Noting a separate study from Accenture, Peeples said nine in 10 customers feel badgered in such situations as they are asked to repeat their issues and incidents to several representatives.

Insurance Business had a brief chat with Peeples to get her insights on improving customer experience. In this exclusive interview, Peeples shares tips on how insurance firms can utilize mobile messaging in improving their communications lines with their clients. She also discusses the pressing challenges the industry is facing today.

Why is it important to put clients in control of their experience?
For me, the customer is the ultimate disruptor here, so it’s important that we always make their needs a priority. Consumers like having the flexibility to reach companies from anywhere, anytime, and with speed to be able to quickly get resolution.

There is elegance in simplicity, fast seamless experiences are essential to increase satisfaction. Allowing customers to easily engage with insurance companies or agents and brokers through secure digital messaging across all of their devices is important because it allows people to get support and information, transact or to give feedback on their terms rather than the company’s terms.

Can you give us several ways on how insurance firms can engage with customers better?
Communication. And it’s really about commerce, content and care. As a business, your customers’ satisfaction should be at the forefront of everything you do. The most proven way to do that is get them from the start to resolution as quickly as possible—no hold times or diversions, just straight to a resolution. Remove the friction.

Becoming an “on-demand” business allows customers to interact with insurers in a number of ways – such as collecting underwriting information, paying a premium or processing a claim -- straight from their mobile devices or online. They can communicate and transact by text, pictures and even emojis while being guided through the process by intelligent automation. But the important piece is that they can do it how and when works best for them.

How is mobile messaging going to improve the communication channels between insurance firms and their customers?
Essentially, the use of smartphones for voice has long taken a back seat to data and text. People expect what they want, the way they want it, when they want it – and are not afraid to complain on social media if they don’t get it. It’s no longer word of mouth, it’s a world of mouth! We live in a time where customers want to be able to message brands as they would their friends, without having to deal with the traditional pitfalls of customer service. And something as simple as mobile messaging is the key to doing this. And it makes sense: with 8.3 trillion mobile messages sent in 2017, this is clearly where your customers want to be.
 
What do you think are the most challenging issues facing the insurance industry today?
A big issue for the insurance industry is that it has remained largely unchanged for nearly a hundred years. Inertia is easy, change is hard. Change is especially difficult for insurance companies whose core business is managing risk. Yet there is arguably now more risk in continuing to “do things the way we’ve always done them.”

We’ve reached the point where we must innovate or die; and to do so must shift from a strictly rules-based approach of gradually evolving legacy systems to one where insurers and others across the service delivery chain should continuously apply real-time learning through artificial intelligence and data science. Routine tasks that required long phone calls or manually scouring policy FAQs should now be resolved more efficiently through intelligent automation.

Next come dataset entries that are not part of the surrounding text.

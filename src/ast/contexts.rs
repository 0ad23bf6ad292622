//! Typed accessors on rule contexts.
//!
//! The contexts themselves are generated with the node kinds; this module
//! adds accessors for the productions whose layout callers commonly need.
//! Optional parts are returned as `Option`, repeated parts as iterators.

use crate::{
    config::config::SqlMode,
    lexer::{
        lexer::{unescape_string, unquote_identifier},
        tokens::TokenKind,
    },
    parser::{
        hints::{parse_hints, HintItem},
        json::{parse_json_path, JsonPathLeg},
    },
};

use super::{
    ast::{Binding, NodeRef, RuleContext, TokenRef},
    kinds::*,
};

/// Name tokens of a node, unquoted, in order.
fn name_parts(node: NodeRef<'_>) -> Vec<String> {
    node.tokens()
        .filter(|token| token.binding() == Binding::Identifier || token.kind() == TokenKind::String)
        .map(|token| token_name(token))
        .collect()
}

fn token_name(token: TokenRef<'_>) -> String {
    match token.kind() {
        TokenKind::QuotedIdentifier => unquote_identifier(token.text()),
        TokenKind::String => unescape_string(token.text(), false),
        _ => token.text().to_string(),
    }
}

impl<'t> IdentifierContext<'t> {
    /// The name with quotes removed.
    pub fn name(&self) -> Option<String> {
        self.node().tokens().next().map(token_name)
    }
}

impl<'t> IdentifierListContext<'t> {
    pub fn names(&self) -> impl Iterator<Item = String> + 't {
        self.node()
            .child_contexts::<IdentifierContext<'t>>()
            .filter_map(|identifier| identifier.name())
    }
}

impl<'t> TableNameContext<'t> {
    /// The qualifying schema of `db.t`.
    pub fn schema(&self) -> Option<String> {
        let mut parts = name_parts(self.node());
        if parts.len() == 2 {
            Some(parts.remove(0))
        } else {
            None
        }
    }

    pub fn name(&self) -> Option<String> {
        name_parts(self.node()).pop()
    }
}

impl<'t> ColumnRefContext<'t> {
    /// Parts of the reference, outermost first: `[db, t, col]`.
    pub fn parts(&self) -> Vec<String> {
        name_parts(self.node())
    }

    pub fn column(&self) -> Option<String> {
        self.parts().pop()
    }

    pub fn table(&self) -> Option<String> {
        let mut parts = self.parts();
        parts.pop();
        parts.pop()
    }
}

impl<'t> UserIdentityContext<'t> {
    /// The user name, or `None` for `CURRENT_USER`.
    pub fn user(&self) -> Option<String> {
        let token = self.node().tokens().next()?;
        match token.kind() {
            TokenKind::Word | TokenKind::QuotedIdentifier | TokenKind::String
                if token.binding() != Binding::Keyword =>
            {
                Some(token_name(token))
            }
            _ => None,
        }
    }

    /// The host part of `user@host`.
    pub fn host(&self) -> Option<String> {
        let mut tokens = self.node().tokens().skip(1);
        let token = tokens.next()?;
        match token.kind() {
            TokenKind::UserVariable => {
                let host = &token.text()[1..];
                Some(match host.chars().next() {
                    Some('\'' | '"') => unescape_string(host, false),
                    Some('`') => unquote_identifier(host),
                    _ => host.to_string(),
                })
            }
            TokenKind::At => tokens.next().map(token_name),
            _ => None,
        }
    }
}

impl<'t> StringLiteralContext<'t> {
    /// The charset named by an introducer, without its leading `_`.
    pub fn charset(&self) -> Option<&'t str> {
        self.node()
            .first_token_of_kind(TokenKind::Introducer)
            .map(|token| token.text().trim_start_matches('_'))
    }

    /// The unescaped text under the default mode. Adjacent strings are
    /// concatenated.
    pub fn value(&self) -> String {
        self.value_in(&SqlMode::default())
    }

    pub fn value_in(&self, mode: &SqlMode) -> String {
        self.node()
            .tokens()
            .filter(|token| matches!(token.kind(), TokenKind::String | TokenKind::NationalString))
            .map(|token| unescape_string(token.text(), mode.no_backslash_escapes))
            .collect()
    }
}

impl<'t> JsonPathContext<'t> {
    pub fn path(&self) -> Option<String> {
        self.node()
            .tokens()
            .next()
            .map(|token| unescape_string(token.text(), false))
    }

    /// The parsed legs. Paths are validated while parsing, so a path that
    /// reached the tree always yields its legs.
    pub fn legs(&self) -> Vec<JsonPathLeg> {
        self.path()
            .and_then(|path| parse_json_path(&path).ok())
            .unwrap_or_default()
    }
}

impl<'t> HintClauseContext<'t> {
    /// Well-formed hints of the clause; malformed entries are skipped.
    pub fn hints(&self) -> Vec<HintItem> {
        self.node()
            .first_token_of_kind(TokenKind::Hint)
            .map(|token| parse_hints(token.text()))
            .unwrap_or_default()
    }
}

impl<'t> BinaryExprContext<'t> {
    pub fn left(&self) -> Option<NodeRef<'t>> {
        self.node().nth_child_node(0)
    }

    /// The operator token.
    pub fn operator(&self) -> Option<TokenRef<'t>> {
        self.node().tokens().next()
    }

    pub fn right(&self) -> Option<NodeRef<'t>> {
        self.node().nth_child_node(1)
    }
}

impl<'t> AliasContext<'t> {
    pub fn name(&self) -> Option<String> {
        self.node()
            .tokens()
            .find(|token| token.binding() != Binding::Keyword)
            .map(token_name)
    }
}

impl<'t> SelectFieldContext<'t> {
    pub fn expr(&self) -> Option<NodeRef<'t>> {
        self.node().first_child_node().filter(|node| node.kind() != NodeKind::Alias)
    }

    pub fn alias(&self) -> Option<AliasContext<'t>> {
        self.node().child_context()
    }
}

impl<'t> QuerySpecContext<'t> {
    pub fn hint_clause(&self) -> Option<HintClauseContext<'t>> {
        self.node().child_context()
    }

    pub fn fields(&self) -> Option<FieldListContext<'t>> {
        self.node().child_context()
    }

    pub fn from_clause(&self) -> Option<FromClauseContext<'t>> {
        self.node().child_context()
    }

    pub fn where_clause(&self) -> Option<WhereClauseContext<'t>> {
        self.node().child_context()
    }
}

impl<'t> CreateTableStmtContext<'t> {
    pub fn table_name(&self) -> Option<TableNameContext<'t>> {
        self.node().child_context()
    }

    pub fn if_not_exists(&self) -> bool {
        self.node().has_keyword(crate::lexer::keywords::Keyword::Exists)
    }

    pub fn elements(&self) -> Option<TableElementListContext<'t>> {
        self.node().child_context()
    }

    pub fn like_clause(&self) -> Option<CreateLikeClauseContext<'t>> {
        self.node().child_context()
    }

    pub fn options(&self) -> Option<TableOptionListContext<'t>> {
        self.node().child_context()
    }

    pub fn partition_options(&self) -> Option<PartitionOptionsContext<'t>> {
        self.node().child_context()
    }
}

impl<'t> TableElementListContext<'t> {
    pub fn columns(&self) -> impl Iterator<Item = ColumnDefContext<'t>> + 't {
        self.node().child_contexts()
    }

    pub fn constraints(&self) -> impl Iterator<Item = TableConstraintContext<'t>> + 't {
        self.node().child_contexts()
    }
}

impl<'t> ColumnDefContext<'t> {
    pub fn name(&self) -> Option<String> {
        self.node().tokens().next().map(token_name)
    }

    pub fn data_type(&self) -> Option<DataTypeContext<'t>> {
        self.node().child_context()
    }

    pub fn options(&self) -> impl Iterator<Item = ColumnOptionContext<'t>> + 't {
        self.node().child_contexts()
    }
}

impl<'t> DataTypeContext<'t> {
    /// The leading type keyword, e.g. `VARCHAR`.
    pub fn type_name(&self) -> Option<&'t str> {
        self.node().tokens().next().map(|token| token.text())
    }

    pub fn length(&self) -> Option<TypeLengthContext<'t>> {
        self.node().child_context()
    }
}

impl<'t> PartitionDefinitionListContext<'t> {
    pub fn definitions(&self) -> impl Iterator<Item = PartitionDefinitionContext<'t>> + 't {
        self.node().child_contexts()
    }
}

impl<'t> PartitionDefinitionContext<'t> {
    pub fn name(&self) -> Option<String> {
        self.node()
            .tokens()
            .find(|token| token.binding() == Binding::Identifier)
            .map(token_name)
    }
}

These once lumbering, legacy companies have the opportunity to leapfrog others and forego the often painful incremental change in favor of meaningful change. Think about 10x improvements versus the traditional 2x improvements - all driven by customer demand and enabled by technology.

What are your hopes for the insurance industry moving forward?
As I mentioned earlier, the customer is really the disruptor here. It’s table stakes - a business imperative we must keep the focus on their needs, and make them a priority with every innovation we muster. People will likely never look forward to interacting with their insurance company – in this industry it’s about utility, simplicity and accessibility.

Until now, incumbent brands have taken far too long to grasp the basics of the shift in business-to-consumer interactions. If you would have told me three years ago that insurance would be our fastest growing vertical, I would have probably laughed at you. But from where I sit now, more and more insurance companies are retooling how they think about their business processes and how best to leverage today’s technology in a way that better serves their customer, while also creating efficiencies for the company. The future is now.

A word of caution: Insurance shouldn’t approach this work as a project, program or initiative – instead they should think of it as fundamental shift in the way they think about how they do business day to day and more strategically over the long term. For those companies who embrace this new way of working, it’s not only about surviving - it’s about thriving in the on-demand economy.